Lot 71
  • 71

Thomas Scheibitz

Estimate
70,000 - 100,000 GBP
bidding is closed

Description

  • Thomas Scheibitz
  • Kromp
  • signed, titled and dated 1997 on the reverse
  • oil on canvas
  • 200 by 155cm.
  • 78 3/4 by 61in.

Provenance

Marc Jancou Fine Art, New York

Catalogue Note

Realism is merely a point of departure for Thomas Scheibitz who, in Kromp from 1997, oscillates between form and abstraction with a layered interplay of bold colours and angular structures. Consciously distancing itself from echoes of the German Romantic tradition, Scheibitz’s painting presents us with an image of our modern landscape that winks at the endless proliferation and manipulation of the digital, virtual and electronic image. Inhabiting a dreamlike space between the recognizable and the imagined, Scheibitz here evokes the speed and complexity of our technology and media-saturated contemporary culture through the ethereal washes of paint which both veil and nurture the depth of the image. Unlike the natural landscapes of his Romantic forefathers, such as Casper David Friedrich, Scheibitz’s landscape depicts a synthetic world as conveyed through television, film, magazine and advertising: designed, redesigned, packaged, pixilated and tinted – visual equivalents of genetic modification.

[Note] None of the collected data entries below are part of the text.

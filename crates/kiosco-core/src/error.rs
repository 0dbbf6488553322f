//! # Error Types
//!
//! Domain-specific error types for kiosco-core.
//!
//! ## Error Hierarchy
//! ```text
//! ┌─────────────────────────────────────────────────────────────────────────┐
//! │                         Error Types                                     │
//! │                                                                         │
//! │  kiosco-core errors (this file)                                        │
//! │  ├── CoreError        - Shift and payment rule violations              │
//! │  └── ValidationError  - Input validation failures                      │
//! │                                                                         │
//! │  kiosco-db errors (separate crate)                                     │
//! │  └── DbError          - Storage failures, stale writes                 │
//! │                                                                         │
//! │  Register errors (in app)                                              │
//! │  └── RegisterError    - What the cashier sees (code + message)         │
//! │                                                                         │
//! │  Flow: ValidationError → CoreError → DbError → RegisterError           │
//! └─────────────────────────────────────────────────────────────────────────┘
//! ```
//!
//! ## Design Principles
//! 1. Use `thiserror` for derive macros (not manual impl)
//! 2. Messages name the violated constraint and the amounts involved
//! 3. Errors are enum variants, never String
//! 4. A rejected operation never leaves partial state behind

use thiserror::Error;

use crate::money::Money;

// =============================================================================
// Core Error
// =============================================================================

/// Shift ledger rule violations.
///
/// Every variant is raised BEFORE anything is mutated, so the caller can
/// surface it and discard the attempt.
#[derive(Debug, Clone, PartialEq, Eq, Error)]
pub enum CoreError {
    /// A shift is already open.
    ///
    /// ## When This Occurs
    /// - An administrator tries to open a shift while another one is active
    /// - Two registers race to open a shift on the same store
    #[error("a shift is already active (opened by {admin_name})")]
    ShiftAlreadyActive { admin_name: String },

    /// The operation needs an active shift and there is none.
    ///
    /// ## When This Occurs
    /// - Checkout attempted before opening a shift
    /// - Any mutation on a shift that has already been closed
    #[error("no active shift")]
    NoActiveShift,

    /// A cash outflow exceeds cash on hand.
    ///
    /// ## User Workflow
    /// ```text
    /// Retiro de caja: $2000
    ///      │
    ///      ▼
    /// Recompute arqueo: efectivo = $1300
    ///      │
    ///      ▼
    /// InsufficientCash { available: $1300.00, requested: $2000.00 }
    ///      │
    ///      ▼
    /// UI shows: "insufficient cash: available $1300.00, requested $2000.00"
    /// ```
    #[error("insufficient cash: available {available}, requested {requested}")]
    InsufficientCash { available: Money, requested: Money },

    /// A combined payment split does not add up to the sale total.
    #[error("payment mismatch: sale total is {expected}, payment split adds up to {received}")]
    PaymentMismatch { expected: Money, received: Money },

    /// Checkout with no line items.
    #[error("a sale needs at least one item")]
    EmptySale,

    /// Validation error (wraps ValidationError).
    #[error("{0}")]
    Validation(#[from] ValidationError),
}

// =============================================================================
// Validation Error
// =============================================================================

/// Input validation errors.
///
/// These errors occur when user input doesn't meet requirements.
/// Used for early validation before business logic runs.
#[derive(Debug, Clone, PartialEq, Eq, Error)]
pub enum ValidationError {
    /// A required field is missing or empty.
    #[error("{field} is required")]
    Required { field: String },

    /// Field value is too long.
    #[error("{field} must be at most {max} characters")]
    TooLong { field: String, max: usize },

    /// Numeric value is out of range.
    #[error("{field} must be between {min} and {max}")]
    OutOfRange { field: String, min: i64, max: i64 },

    /// Amount above [`crate::MAX_AMOUNT`].
    #[error("{field} must not exceed {max}")]
    TooLarge { field: String, max: Money },

    /// Value must be positive.
    #[error("{field} must be positive")]
    MustBePositive { field: String },

    /// Value must not be negative.
    #[error("{field} must not be negative")]
    MustNotBeNegative { field: String },

    /// Invalid format (e.g., malformed amount, unknown date).
    #[error("{field} has invalid format: {reason}")]
    InvalidFormat { field: String, reason: String },

    /// Value is not in allowed set.
    #[error("{field} must be one of: {allowed:?}")]
    NotAllowed { field: String, allowed: Vec<String> },
}

// =============================================================================
// Result Type Alias
// =============================================================================

/// Convenience type alias for Results with CoreError.
pub type CoreResult<T> = Result<T, CoreError>;

// =============================================================================
// Unit Tests
// =============================================================================
//! # Withdrawal/Expense Guard
//!
//! Cash can only leave the drawer if it is there. This is the one check in
//! the ledger that protects money directly, so it has its own module.
//!
//! ```text
//! amount ≤ 0 ?            ──► ValidationError (amount must be positive)
//! justification blank ?   ──► ValidationError (note/concept is required)
//! amount > totals.cash ?  ──► InsufficientCash { available, requested }
//! otherwise               ──► Ok(trimmed justification)
//! ```
//!
//! `totals` MUST be freshly recomputed from the shift's records
//! ([`crate::ledger::compute_totals`]), never the shift's cached totals:
//! two quick withdrawals against a stale figure would both pass.

use crate::error::{CoreError, CoreResult};
use crate::ledger::ShiftTotals;
use crate::money::Money;
use crate::validation::{validate_note, validate_positive};

/// Checks a cash outflow against the cash on hand.
///
/// `field` names the justification in the error message (`note` for
/// withdrawals, `concept` for expenses).
///
/// ## Example
/// ```rust
/// use kiosco_core::guard::check_cash_outflow;
/// use kiosco_core::ledger::ShiftTotals;
/// use kiosco_core::money::Money;
///
/// let totals = ShiftTotals { cash: Money::from_pesos(1300), ..ShiftTotals::zero() };
/// assert!(check_cash_outflow(&totals, Money::from_pesos(1300), "Depósito", "note").is_ok());
/// assert!(check_cash_outflow(&totals, Money::from_pesos(2000), "Depósito", "note").is_err());
/// ```
pub fn check_cash_outflow(
    totals: &ShiftTotals,
    amount: Money,
    justification: &str,
    field: &str,
) -> CoreResult<String> {
    validate_positive(amount, "amount")?;
    let justification = validate_note(justification, field)?;

    if amount > totals.cash {
        return Err(CoreError::InsufficientCash {
            available: totals.cash,
            requested: amount,
        });
    }

    Ok(justification)
}
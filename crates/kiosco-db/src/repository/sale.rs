//! # Sale Repository
//!
//! Storage for sales and their line items.
//!
//! ## Layout
//! ```text
//! ┌───────────────────────────────┐        ┌──────────────────────────────┐
//! │ sales                         │ 1    n │ sale_items                   │
//! │  id, shift_id (FK)            │───────►│  (sale_id, position)         │
//! │  receipt_number, kind         │        │  product snapshot            │
//! │  total_cents, payment_method  │        │  quantity, custom price      │
//! │  cash/transfer/credit cents   │        │  subtotal_cents              │
//! └───────────────────────────────┘        └──────────────────────────────┘
//! ```
//!
//! Sales are append-only. They are written by the shift operations in
//! [`super::shift`], inside the same transaction that bumps the shift
//! version; this repository only reads.

use chrono::{DateTime, Utc};
use sqlx::{FromRow, SqliteConnection, SqlitePool};
use std::collections::HashMap;
use tracing::debug;

use crate::error::DbResult;
use kiosco_core::{
    Money, PaymentBreakdown, PaymentMethod, ProductSnapshot, Sale, SaleItem, SaleKind,
};

// =============================================================================
// Rows
// =============================================================================

#[derive(Debug, FromRow)]
struct SaleRow {
    id: String,
    shift_id: String,
    receipt_number: String,
    kind: SaleKind,
    total_cents: i64,
    payment_method: PaymentMethod,
    cash_cents: i64,
    transfer_cents: i64,
    account_credit_cents: i64,
    customer_name: Option<String>,
    lot_number: Option<String>,
    created_at: DateTime<Utc>,
}

#[derive(Debug, FromRow)]
struct SaleItemRow {
    sale_id: String,
    product_id: String,
    product_name: String,
    product_category: String,
    product_price_cents: i64,
    custom_price_cents: Option<i64>,
    quantity: i64,
    subtotal_cents: i64,
}

impl SaleRow {
    fn into_sale(self, items: Vec<SaleItem>) -> Sale {
        Sale {
            id: self.id,
            shift_id: self.shift_id,
            receipt_number: self.receipt_number,
            kind: self.kind,
            items,
            total: Money::from_cents(self.total_cents),
            payment_method: self.payment_method,
            breakdown: PaymentBreakdown {
                cash: Money::from_cents(self.cash_cents),
                transfer: Money::from_cents(self.transfer_cents),
                account_credit: Money::from_cents(self.account_credit_cents),
            },
            customer_name: self.customer_name,
            lot_number: self.lot_number,
            created_at: self.created_at,
        }
    }
}

impl From<SaleItemRow> for SaleItem {
    fn from(row: SaleItemRow) -> Self {
        SaleItem {
            product: ProductSnapshot {
                id: row.product_id,
                name: row.product_name,
                category: row.product_category,
                price: Money::from_cents(row.product_price_cents),
            },
            quantity: row.quantity,
            custom_price: row.custom_price_cents.map(Money::from_cents),
            subtotal: Money::from_cents(row.subtotal_cents),
        }
    }
}

const SALE_COLUMNS: &str = r#"
    id, shift_id, receipt_number, kind, total_cents, payment_method,
    cash_cents, transfer_cents, account_credit_cents,
    customer_name, lot_number, created_at
"#;

const ITEM_COLUMNS: &str = r#"
    si.sale_id, si.product_id, si.product_name, si.product_category,
    si.product_price_cents, si.custom_price_cents, si.quantity, si.subtotal_cents
"#;

/// Attaches items to their sales, keeping each sale's item order.
fn assemble(rows: Vec<SaleRow>, items: Vec<SaleItemRow>) -> Vec<Sale> {
    let mut by_sale: HashMap<String, Vec<SaleItem>> = HashMap::new();
    for item in items {
        by_sale.entry(item.sale_id.clone()).or_default().push(item.into());
    }
    rows.into_iter()
        .map(|row| {
            let items = by_sale.remove(&row.id).unwrap_or_default();
            row.into_sale(items)
        })
        .collect()
}

// =============================================================================
// Connection-level Operations (used inside shift transactions)
// =============================================================================

/// Inserts a sale and its items.
pub(crate) async fn insert_sale(conn: &mut SqliteConnection, sale: &Sale) -> DbResult<()> {
    debug!(id = %sale.id, receipt_number = %sale.receipt_number, total = %sale.total, "Inserting sale");

    sqlx::query(
        r#"
        INSERT INTO sales (
            id, shift_id, receipt_number, kind, total_cents, payment_method,
            cash_cents, transfer_cents, account_credit_cents,
            customer_name, lot_number, created_at
        ) VALUES (?1, ?2, ?3, ?4, ?5, ?6, ?7, ?8, ?9, ?10, ?11, ?12)
        "#,
    )
    .bind(&sale.id)
    .bind(&sale.shift_id)
    .bind(&sale.receipt_number)
    .bind(sale.kind)
    .bind(sale.total.cents())
    .bind(sale.payment_method)
    .bind(sale.breakdown.cash.cents())
    .bind(sale.breakdown.transfer.cents())
    .bind(sale.breakdown.account_credit.cents())
    .bind(&sale.customer_name)
    .bind(&sale.lot_number)
    .bind(sale.created_at)
    .execute(&mut *conn)
    .await?;

    for (position, item) in sale.items.iter().enumerate() {
        sqlx::query(
            r#"
            INSERT INTO sale_items (
                sale_id, position, product_id, product_name, product_category,
                product_price_cents, custom_price_cents, quantity, subtotal_cents
            ) VALUES (?1, ?2, ?3, ?4, ?5, ?6, ?7, ?8, ?9)
            "#,
        )
        .bind(&sale.id)
        .bind(position as i64)
        .bind(&item.product.id)
        .bind(&item.product.name)
        .bind(&item.product.category)
        .bind(item.product.price.cents())
        .bind(item.custom_price.map(|p| p.cents()))
        .bind(item.quantity)
        .bind(item.subtotal.cents())
        .execute(&mut *conn)
        .await?;
    }

    Ok(())
}

/// All sales of a shift, oldest first.
pub(crate) async fn fetch_by_shift(
    conn: &mut SqliteConnection,
    shift_id: &str,
) -> DbResult<Vec<Sale>> {
    let rows: Vec<SaleRow> = sqlx::query_as(&format!(
        "SELECT {SALE_COLUMNS} FROM sales WHERE shift_id = ?1 ORDER BY created_at, receipt_number"
    ))
    .bind(shift_id)
    .fetch_all(&mut *conn)
    .await?;

    let items: Vec<SaleItemRow> = sqlx::query_as(&format!(
        r#"
        SELECT {ITEM_COLUMNS}
        FROM sale_items si
        JOIN sales s ON s.id = si.sale_id
        WHERE s.shift_id = ?1
        ORDER BY si.sale_id, si.position
        "#
    ))
    .bind(shift_id)
    .fetch_all(&mut *conn)
    .await?;

    Ok(assemble(rows, items))
}

// =============================================================================
// Repository
// =============================================================================

/// Read access to sales.
#[derive(Debug, Clone)]
pub struct SaleRepository {
    pool: SqlitePool,
}

impl SaleRepository {
    /// Creates a new SaleRepository.
    pub fn new(pool: SqlitePool) -> Self {
        SaleRepository { pool }
    }

    /// Sales recorded in a shift, oldest first.
    pub async fn list_by_shift(&self, shift_id: &str) -> DbResult<Vec<Sale>> {
        let mut conn = self.pool.acquire().await?;
        fetch_by_shift(&mut conn, shift_id).await
    }

    /// Gets a sale by ID.
    pub async fn get_by_id(&self, id: &str) -> DbResult<Option<Sale>> {
        let row: Option<SaleRow> =
            sqlx::query_as(&format!("SELECT {SALE_COLUMNS} FROM sales WHERE id = ?1"))
                .bind(id)
                .fetch_optional(&self.pool)
                .await?;

        let Some(row) = row else {
            return Ok(None);
        };

        let items: Vec<SaleItemRow> = sqlx::query_as(&format!(
            "SELECT {ITEM_COLUMNS} FROM sale_items si WHERE si.sale_id = ?1 ORDER BY si.position"
        ))
        .bind(id)
        .fetch_all(&self.pool)
        .await?;

        Ok(assemble(vec![row], items).pop())
    }

    /// Every sale in the store, newest first.
    pub async fn list_all(&self) -> DbResult<Vec<Sale>> {
        let rows: Vec<SaleRow> = sqlx::query_as(&format!(
            "SELECT {SALE_COLUMNS} FROM sales ORDER BY created_at DESC, receipt_number DESC"
        ))
        .fetch_all(&self.pool)
        .await?;

        let items: Vec<SaleItemRow> = sqlx::query_as(&format!(
            "SELECT {ITEM_COLUMNS} FROM sale_items si ORDER BY si.sale_id, si.position"
        ))
        .fetch_all(&self.pool)
        .await?;

        Ok(assemble(rows, items))
    }

    /// Number of stored sales.
    pub async fn count(&self) -> DbResult<i64> {
        let count: i64 = sqlx::query_scalar("SELECT COUNT(*) FROM sales")
            .fetch_one(&self.pool)
            .await?;
        Ok(count)
    }
}
impl ShiftLedger {
    /// Validates an open request without building anything.
    ///
    /// Returns the trimmed administrator name. Storage calls this before
    /// allocating the opening cash receipt.
    pub fn check_open(
        active: Option<&Shift>,
        admin_name: &str,
        initial_cash: Money,
    ) -> CoreResult<String> {
        let admin_name = validate_admin_name(admin_name)?;
        validate_non_negative(initial_cash, "initial_cash")?;

        if let Some(current) = active.filter(|s| s.is_active()) {
            return Err(CoreError::ShiftAlreadyActive {
                admin_name: current.admin_name.clone(),
            });
        }

        Ok(admin_name)
    }

    /// Opens a shift.
    ///
    /// `active` is the currently active shift, if any. When `initial_cash`
    /// is positive, `seed` must carry the stamp of the "Caja Inicial"
    /// pseudo-sale, which is recorded entirely as cash.
    pub fn open(
        active: Option<&Shift>,
        request: OpenShift,
        seed: Option<Stamp>,
    ) -> CoreResult<Self> {
        let admin_name = Self::check_open(active, &request.admin_name, request.initial_cash)?;

        let mut ledger = ShiftLedger {
            shift: Shift {
                id: request.shift_id,
                admin_name: admin_name.clone(),
                started_at: request.opened_at,
                ended_at: None,
                status: ShiftStatus::Active,
                cached_totals: ShiftTotals::zero(),
                version: 1,
            },
            sales: Vec::new(),
            withdrawals: Vec::new(),
            expenses: Vec::new(),
        };

        if request.initial_cash.is_positive() {
            let stamp = seed.ok_or_else(|| ValidationError::Required {
                field: "initial_cash_receipt".to_string(),
            })?;
            let item = SaleItem::new(
                ProductSnapshot {
                    id: format!("caja-inicial-{}", stamp.id),
                    name: INITIAL_CASH_SENTINEL.to_string(),
                    category: INITIAL_CASH_CATEGORY.to_string(),
                    price: request.initial_cash,
                },
                1,
                None,
            );
            ledger.sales.push(Sale {
                id: stamp.id,
                shift_id: ledger.shift.id.clone(),
                receipt_number: stamp.receipt_number,
                kind: SaleKind::InitialCash,
                items: vec![item],
                total: request.initial_cash,
                payment_method: PaymentMethod::Cash,
                breakdown: PaymentBreakdown::single(PaymentMethod::Cash, request.initial_cash),
                customer_name: Some(format!("{INITIAL_CASH_SENTINEL} - {admin_name}")),
                lot_number: None,
                created_at: stamp.at,
            });
        }

        ledger.shift.cached_totals = ledger.totals();
        Ok(ledger)
    }

    /// Transaction list of this shift, newest first.
    pub fn entries(&self) -> Vec<LedgerEntry> {
        shift_entries(&self.shift, &self.sales, &self.withdrawals, &self.expenses)
    }

    /// Totals recomputed from the records.
    pub fn totals(&self) -> ShiftTotals {
        compute_totals(&self.entries())
    }

    /// Number of checkouts, excluding the opening cash seed.
    pub fn sales_count(&self) -> i64 {
        self.sales
            .iter()
            .filter(|s| s.kind == SaleKind::Ordinary && !s.total.is_negative())
            .count() as i64
    }

    /// Records a checkout.
    pub fn record_sale(&mut self, draft: SaleDraft, stamp: Stamp) -> CoreResult<Sale> {
        self.ensure_active()?;

        if draft.items.is_empty() {
            return Err(CoreError::EmptySale);
        }
        validate_sale_items(&draft.items)?;

        let total: Money = draft.items.iter().map(|item| item.subtotal).sum();
        validate_amount_limit(total, "total")?;
        let breakdown = settle_payment(total, draft.payment_method, draft.breakdown)?;

        let customer_name =
            optional_text(draft.customer_name.as_deref(), "customer_name", MAX_NAME_LEN)?;
        let lot_number = optional_text(draft.lot_number.as_deref(), "lot_number", MAX_LOT_LEN)?;

        // Account credit is billed to a lot; both identifiers are mandatory
        if breakdown.account_credit.is_positive()
            || draft.payment_method == PaymentMethod::AccountCredit
        {
            if customer_name.is_none() {
                return Err(ValidationError::Required {
                    field: "customer_name".to_string(),
                }
                .into());
            }
            if lot_number.is_none() {
                return Err(ValidationError::Required {
                    field: "lot_number".to_string(),
                }
                .into());
            }
        }

        let sale = Sale {
            id: stamp.id,
            shift_id: self.shift.id.clone(),
            receipt_number: stamp.receipt_number,
            kind: SaleKind::Ordinary,
            items: draft.items,
            total,
            payment_method: draft.payment_method,
            breakdown,
            customer_name,
            lot_number,
            created_at: stamp.at,
        };

        self.sales.push(sale.clone());
        self.touch();
        Ok(sale)
    }

    /// Records a cash withdrawal (retiro de caja).
    pub fn record_withdrawal(
        &mut self,
        amount: Money,
        note: &str,
        stamp: Stamp,
        withdrawal_id: String,
    ) -> CoreResult<Withdrawal> {
        self.ensure_active()?;
        let note = check_cash_outflow(&self.totals(), amount, note, "note")?;

        let withdrawal = Withdrawal {
            id: stamp.id,
            shift_id: self.shift.id.clone(),
            receipt_number: stamp.receipt_number,
            withdrawal_id,
            amount,
            admin_name: self.shift.admin_name.clone(),
            note,
            created_at: stamp.at,
        };

        self.withdrawals.push(withdrawal.clone());
        self.touch();
        Ok(withdrawal)
    }

    /// Records an expense paid from the drawer.
    pub fn record_expense(
        &mut self,
        amount: Money,
        concept: &str,
        detail: &str,
        stamp: Stamp,
    ) -> CoreResult<Expense> {
        self.ensure_active()?;
        let concept = check_cash_outflow(&self.totals(), amount, concept, "concept")?;
        let detail = optional_text(Some(detail), "detail", MAX_TEXT_LEN)?.unwrap_or_default();

        let expense = Expense {
            id: stamp.id,
            shift_id: self.shift.id.clone(),
            receipt_number: stamp.receipt_number,
            concept,
            detail,
            amount,
            payment_method: PaymentMethod::Cash,
            admin_name: self.shift.admin_name.clone(),
            created_at: stamp.at,
        };

        self.expenses.push(expense.clone());
        self.touch();
        Ok(expense)
    }

    /// Closes the shift and returns its audit record.
    ///
    /// The closure holds copies of every record; later changes to this
    /// ledger (there can be none, it is closed) would not reach it.
    pub fn close(&mut self, closure_id: String, at: DateTime<Utc>) -> CoreResult<TurnClosure> {
        self.ensure_active()?;

        let closure = TurnClosure {
            id: closure_id,
            shift_id: self.shift.id.clone(),
            admin_name: self.shift.admin_name.clone(),
            started_at: self.shift.started_at,
            ended_at: at,
            sales: self.sales.clone(),
            withdrawals: self.withdrawals.clone(),
            expenses: self.expenses.clone(),
            totals: self.totals(),
            sales_count: self.sales_count(),
            created_at: at,
        };

        self.shift.status = ShiftStatus::Closed;
        self.shift.ended_at = Some(at);
        self.touch();
        Ok(closure)
    }

    fn ensure_active(&self) -> CoreResult<()> {
        if self.shift.is_active() {
            Ok(())
        } else {
            Err(CoreError::NoActiveShift)
        }
    }

    fn touch(&mut self) {
        self.shift.version += 1;
        self.shift.cached_totals = self.totals();
    }
}
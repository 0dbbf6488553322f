//! # Database Error Types
//!
//! Error types for record store operations.
//!
//! ## Error Flow
//! ```text
//! ┌─────────────────────────────────────────────────────────────────────────┐
//! │                    Error Propagation                                    │
//! │                                                                         │
//! │  SQLite Error (sqlx::Error)        CoreError (rule violation)          │
//! │       │                                 │                               │
//! │       ▼                                 ▼                               │
//! │  DbError (this module) ← categorized, or Domain(CoreError) untouched   │
//! │       │                                                                 │
//! │       ▼                                                                 │
//! │  RegisterError (in app) ← code + message for the cashier               │
//! │                                                                         │
//! └─────────────────────────────────────────────────────────────────────────┘
//! ```

use kiosco_core::CoreError;
use thiserror::Error;

/// Record store errors.
#[derive(Debug, Error)]
pub enum DbError {
    /// Entity not found in database.
    #[error("{entity} not found: {id}")]
    NotFound { entity: String, id: String },

    /// Unique constraint violation.
    ///
    /// ## When This Occurs
    /// - A second active shift (partial unique index on `status`)
    /// - A second closure for the same shift
    /// - Duplicate primary key
    #[error("Duplicate {field}: '{value}' already exists")]
    UniqueViolation { field: String, value: String },

    /// Foreign key constraint violation.
    #[error("Foreign key violation: {message}")]
    ForeignKeyViolation { message: String },

    /// Another writer changed the record since it was read.
    ///
    /// ## When This Occurs
    /// - Two registers (or tabs) writing to the same shift
    /// - The caller passed a version it read before someone else's write
    #[error("{entity} {id} was changed by another writer; reload and retry")]
    StaleWrite { entity: String, id: String },

    /// A stored row could not be turned back into a record.
    #[error("Corrupt {entity} {id}: {reason}")]
    Corrupt {
        entity: String,
        id: String,
        reason: String,
    },

    /// The legacy snapshot was already imported into this database.
    #[error("Legacy data was already imported")]
    AlreadyImported,

    /// A ledger rule rejected the operation. Nothing was written.
    #[error(transparent)]
    Domain(#[from] CoreError),

    /// Database connection failed.
    #[error("Connection failed: {0}")]
    ConnectionFailed(String),

    /// Migration failed.
    #[error("Migration failed: {0}")]
    MigrationFailed(String),

    /// Query execution failed.
    #[error("Query failed: {0}")]
    QueryFailed(String),

    /// Transaction failed.
    #[error("Transaction failed: {0}")]
    TransactionFailed(String),

    /// Pool exhausted (all connections in use).
    #[error("Connection pool exhausted")]
    PoolExhausted,

    /// Internal database error.
    #[error("Internal database error: {0}")]
    Internal(String),
}

impl DbError {
    /// Creates a NotFound error for a given entity type and ID.
    pub fn not_found(entity: impl Into<String>, id: impl Into<String>) -> Self {
        DbError::NotFound {
            entity: entity.into(),
            id: id.into(),
        }
    }

    /// Creates a StaleWrite error.
    pub fn stale(entity: impl Into<String>, id: impl Into<String>) -> Self {
        DbError::StaleWrite {
            entity: entity.into(),
            id: id.into(),
        }
    }

    /// Creates a Corrupt error.
    pub fn corrupt(
        entity: impl Into<String>,
        id: impl Into<String>,
        reason: impl Into<String>,
    ) -> Self {
        DbError::Corrupt {
            entity: entity.into(),
            id: id.into(),
            reason: reason.into(),
        }
    }

    /// True for the unique index that allows a single active shift.
    pub fn is_active_shift_conflict(&self) -> bool {
        matches!(self, DbError::UniqueViolation { field, .. } if field.contains("shifts.status"))
    }
}

/// Convert sqlx errors to DbError.
///
/// ## Error Mapping
/// ```text
/// sqlx::Error::RowNotFound    → DbError::NotFound
/// sqlx::Error::Database       → Analyze message for constraint type
/// sqlx::Error::PoolTimedOut   → DbError::PoolExhausted
/// Other                       → DbError::Internal
/// ```
impl From<sqlx::Error> for DbError {
    fn from(err: sqlx::Error) -> Self {
        match err {
            sqlx::Error::RowNotFound => DbError::NotFound {
                entity: "Record".to_string(),
                id: "unknown".to_string(),
            },

            sqlx::Error::Database(db_err) => {
                let msg = db_err.message();

                // SQLite constraint messages:
                // UNIQUE constraint: "UNIQUE constraint failed: <table>.<column>"
                // FK constraint: "FOREIGN KEY constraint failed"
                if msg.contains("UNIQUE constraint failed") {
                    let field = msg
                        .split("UNIQUE constraint failed: ")
                        .nth(1)
                        .unwrap_or("unknown")
                        .to_string();
                    DbError::UniqueViolation {
                        field,
                        value: "unknown".to_string(),
                    }
                } else if msg.contains("FOREIGN KEY constraint failed") {
                    DbError::ForeignKeyViolation {
                        message: msg.to_string(),
                    }
                } else {
                    DbError::QueryFailed(msg.to_string())
                }
            }

            sqlx::Error::PoolTimedOut => DbError::PoolExhausted,

            sqlx::Error::PoolClosed => DbError::ConnectionFailed("Pool is closed".to_string()),

            _ => DbError::Internal(err.to_string()),
        }
    }
}

impl From<sqlx::migrate::MigrateError> for DbError {
    fn from(err: sqlx::migrate::MigrateError) -> Self {
        DbError::MigrationFailed(err.to_string())
    }
}

/// Result type for database operations.
pub type DbResult<T> = Result<T, DbError>;

#[cfg(test)]
mod tests {
    use super::*;
    use kiosco_core::Money;

    #[test]
    fn test_domain_errors_keep_their_message() {
        let err: DbError = CoreError::InsufficientCash {
            available: Money::from_pesos(1300),
            requested: Money::from_pesos(2000),
        }
        .into();
        assert_eq!(
            err.to_string(),
            "insufficient cash: available $1300.00, requested $2000.00"
        );
    }

    #[test]
    fn test_active_shift_conflict_detection() {
        let err = DbError::UniqueViolation {
            field: "shifts.status".to_string(),
            value: "unknown".to_string(),
        };
        assert!(err.is_active_shift_conflict());
        assert!(!DbError::stale("Shift", "s-1").is_active_shift_conflict());
    }
}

Using paint as a means of visual compression, Scheibitz dismantles the fabric of existence into compartmentalized units of overlapping colour. Hailing from the Dresden Academy and inspired by its weight of painterly tradition from Friedrich to Gerhard Richter, Schiebitz’s work reaffirms the validity of oil painting as a pertinent medium with which to communicate the transience and complexity of contemporary experience. Breaking down the image in a manner that is at once representational and transcendent, Scheibitz insinuates at fragmentary landscapes, architectural structures and flowers in a graphic-like reduction of form. Never revealing too much, the spaces within spaces and myriad geometric shapes in Kromp are at once obdurate and ephemeral, spacious and solid. Using both the conceptual incongruity and spatial possibilities of these abutted forms, he jams his chosen elements together into a flat plane according to the aesthetic of collage.

 

With its smooth handling, subtly discordant palette and occasional anarchic drip, the painterly complexity of the surface captivates the eye and yet does not permit the viewer to enter in. Delighting in the malleability and viscosity of the oils to sculpt and differentiate form, Scheibitz’s work fuses elements of the figurative, cubist and colourist traditions with the pixilation of our disparate and speeding visual environment.